EXERCISE PROMPT >>
Count up the lines below where the word "GatingConfig" shows up, and respond with the number alone.

[Dataset entries]
· · · ·
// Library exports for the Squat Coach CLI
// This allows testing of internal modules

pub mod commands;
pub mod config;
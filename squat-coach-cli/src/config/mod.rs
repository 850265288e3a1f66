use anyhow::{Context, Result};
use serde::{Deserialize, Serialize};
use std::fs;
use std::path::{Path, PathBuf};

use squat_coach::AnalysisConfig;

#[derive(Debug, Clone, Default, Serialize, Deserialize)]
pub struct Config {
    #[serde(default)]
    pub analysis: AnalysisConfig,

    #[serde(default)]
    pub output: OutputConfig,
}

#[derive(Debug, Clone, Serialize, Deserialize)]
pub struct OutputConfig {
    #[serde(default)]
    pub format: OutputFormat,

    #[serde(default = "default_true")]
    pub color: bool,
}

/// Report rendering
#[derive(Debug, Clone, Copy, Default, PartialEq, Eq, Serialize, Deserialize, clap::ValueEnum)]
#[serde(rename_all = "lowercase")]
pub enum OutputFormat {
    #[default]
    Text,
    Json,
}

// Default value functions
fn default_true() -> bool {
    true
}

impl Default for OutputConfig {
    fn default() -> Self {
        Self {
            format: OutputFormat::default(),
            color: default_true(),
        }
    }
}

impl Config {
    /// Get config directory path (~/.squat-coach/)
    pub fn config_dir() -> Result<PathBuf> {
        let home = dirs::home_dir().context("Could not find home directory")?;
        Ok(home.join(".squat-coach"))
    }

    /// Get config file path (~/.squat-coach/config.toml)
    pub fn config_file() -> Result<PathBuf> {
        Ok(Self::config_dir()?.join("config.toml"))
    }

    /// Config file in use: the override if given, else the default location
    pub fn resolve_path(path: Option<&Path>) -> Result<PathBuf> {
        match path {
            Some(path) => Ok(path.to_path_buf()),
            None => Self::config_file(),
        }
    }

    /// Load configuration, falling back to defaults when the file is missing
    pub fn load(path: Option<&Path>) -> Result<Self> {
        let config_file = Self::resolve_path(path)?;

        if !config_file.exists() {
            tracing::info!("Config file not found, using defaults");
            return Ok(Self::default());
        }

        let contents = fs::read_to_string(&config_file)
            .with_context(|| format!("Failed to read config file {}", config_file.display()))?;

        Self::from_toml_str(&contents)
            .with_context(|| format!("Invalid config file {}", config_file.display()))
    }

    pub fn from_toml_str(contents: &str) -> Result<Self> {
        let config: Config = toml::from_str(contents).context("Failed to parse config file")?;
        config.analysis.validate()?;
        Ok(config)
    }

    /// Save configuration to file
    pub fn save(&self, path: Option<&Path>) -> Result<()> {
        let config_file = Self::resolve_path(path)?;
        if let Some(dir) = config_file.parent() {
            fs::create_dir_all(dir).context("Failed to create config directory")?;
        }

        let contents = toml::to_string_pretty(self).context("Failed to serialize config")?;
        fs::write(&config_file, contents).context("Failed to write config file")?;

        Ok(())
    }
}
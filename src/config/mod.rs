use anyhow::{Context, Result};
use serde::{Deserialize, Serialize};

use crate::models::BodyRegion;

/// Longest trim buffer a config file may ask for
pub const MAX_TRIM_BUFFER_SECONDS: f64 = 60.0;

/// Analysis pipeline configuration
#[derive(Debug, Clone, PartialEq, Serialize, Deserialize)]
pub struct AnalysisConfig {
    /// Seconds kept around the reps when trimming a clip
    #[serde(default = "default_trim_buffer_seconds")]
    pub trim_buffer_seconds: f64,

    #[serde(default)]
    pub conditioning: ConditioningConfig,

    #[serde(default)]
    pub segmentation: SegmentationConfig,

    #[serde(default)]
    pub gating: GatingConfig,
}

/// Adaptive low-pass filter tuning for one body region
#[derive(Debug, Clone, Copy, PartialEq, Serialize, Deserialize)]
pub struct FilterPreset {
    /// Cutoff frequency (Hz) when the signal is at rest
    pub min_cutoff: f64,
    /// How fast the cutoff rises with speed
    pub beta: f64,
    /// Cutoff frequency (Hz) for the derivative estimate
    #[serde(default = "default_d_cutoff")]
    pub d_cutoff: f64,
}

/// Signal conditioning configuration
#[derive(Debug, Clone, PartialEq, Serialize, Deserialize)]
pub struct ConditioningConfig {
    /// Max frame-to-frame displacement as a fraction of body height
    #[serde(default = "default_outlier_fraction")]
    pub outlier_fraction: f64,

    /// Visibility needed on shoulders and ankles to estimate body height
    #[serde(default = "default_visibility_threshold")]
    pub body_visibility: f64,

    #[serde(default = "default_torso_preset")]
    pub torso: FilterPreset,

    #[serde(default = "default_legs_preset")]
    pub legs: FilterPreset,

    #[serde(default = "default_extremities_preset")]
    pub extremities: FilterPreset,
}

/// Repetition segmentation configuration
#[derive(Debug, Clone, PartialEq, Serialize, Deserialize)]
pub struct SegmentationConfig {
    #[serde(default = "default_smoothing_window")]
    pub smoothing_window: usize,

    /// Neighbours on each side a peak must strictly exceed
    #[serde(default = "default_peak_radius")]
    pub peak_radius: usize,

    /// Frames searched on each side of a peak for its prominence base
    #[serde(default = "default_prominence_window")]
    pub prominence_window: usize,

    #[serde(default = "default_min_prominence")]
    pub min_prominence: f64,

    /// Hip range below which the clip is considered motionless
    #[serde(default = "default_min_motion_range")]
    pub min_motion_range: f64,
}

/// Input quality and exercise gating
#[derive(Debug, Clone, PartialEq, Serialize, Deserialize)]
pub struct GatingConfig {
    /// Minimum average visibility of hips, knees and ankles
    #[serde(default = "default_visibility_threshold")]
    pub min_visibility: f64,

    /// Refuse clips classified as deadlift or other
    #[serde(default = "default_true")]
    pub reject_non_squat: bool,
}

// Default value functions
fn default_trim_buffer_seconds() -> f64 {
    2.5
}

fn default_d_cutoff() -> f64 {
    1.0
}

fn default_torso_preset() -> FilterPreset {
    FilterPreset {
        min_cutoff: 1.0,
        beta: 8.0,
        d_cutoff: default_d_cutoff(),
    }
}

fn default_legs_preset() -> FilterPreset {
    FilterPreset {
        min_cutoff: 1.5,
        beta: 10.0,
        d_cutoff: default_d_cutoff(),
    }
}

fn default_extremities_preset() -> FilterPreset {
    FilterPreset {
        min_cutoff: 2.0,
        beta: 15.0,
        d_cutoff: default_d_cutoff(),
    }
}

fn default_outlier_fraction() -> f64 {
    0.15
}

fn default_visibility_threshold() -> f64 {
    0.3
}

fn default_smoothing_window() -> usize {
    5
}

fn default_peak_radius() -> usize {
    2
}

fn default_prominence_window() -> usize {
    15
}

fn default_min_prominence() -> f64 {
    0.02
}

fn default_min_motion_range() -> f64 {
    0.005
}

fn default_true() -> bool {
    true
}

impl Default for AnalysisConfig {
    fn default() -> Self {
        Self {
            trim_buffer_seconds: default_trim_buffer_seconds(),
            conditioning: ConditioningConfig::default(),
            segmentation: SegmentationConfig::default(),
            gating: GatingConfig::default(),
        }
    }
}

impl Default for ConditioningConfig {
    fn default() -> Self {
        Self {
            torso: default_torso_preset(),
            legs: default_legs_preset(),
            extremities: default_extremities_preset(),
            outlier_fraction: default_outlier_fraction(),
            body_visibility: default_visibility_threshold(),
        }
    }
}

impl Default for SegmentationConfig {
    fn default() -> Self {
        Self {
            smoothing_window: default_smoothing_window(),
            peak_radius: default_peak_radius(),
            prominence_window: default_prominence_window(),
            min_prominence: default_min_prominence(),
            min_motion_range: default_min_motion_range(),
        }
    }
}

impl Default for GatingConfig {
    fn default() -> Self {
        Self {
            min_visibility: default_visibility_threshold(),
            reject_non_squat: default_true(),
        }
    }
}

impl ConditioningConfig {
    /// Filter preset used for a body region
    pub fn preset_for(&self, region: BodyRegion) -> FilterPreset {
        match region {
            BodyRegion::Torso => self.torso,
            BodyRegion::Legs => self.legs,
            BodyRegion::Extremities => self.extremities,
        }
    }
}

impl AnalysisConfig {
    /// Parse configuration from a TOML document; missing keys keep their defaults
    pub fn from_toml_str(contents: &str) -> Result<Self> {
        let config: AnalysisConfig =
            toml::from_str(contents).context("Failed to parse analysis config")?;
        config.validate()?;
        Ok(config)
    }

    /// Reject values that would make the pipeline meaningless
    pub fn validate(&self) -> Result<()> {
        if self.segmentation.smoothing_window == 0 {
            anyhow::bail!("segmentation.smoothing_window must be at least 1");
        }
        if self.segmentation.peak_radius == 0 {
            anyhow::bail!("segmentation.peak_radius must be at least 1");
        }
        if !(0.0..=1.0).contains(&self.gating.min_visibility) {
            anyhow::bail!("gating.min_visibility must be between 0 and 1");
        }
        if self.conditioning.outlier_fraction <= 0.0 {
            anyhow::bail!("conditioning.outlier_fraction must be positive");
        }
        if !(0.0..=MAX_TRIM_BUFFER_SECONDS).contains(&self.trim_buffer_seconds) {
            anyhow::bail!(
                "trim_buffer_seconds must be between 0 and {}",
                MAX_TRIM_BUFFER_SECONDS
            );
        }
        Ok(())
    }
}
· · · ·
RESULT OF THIS EXERCISE >>
4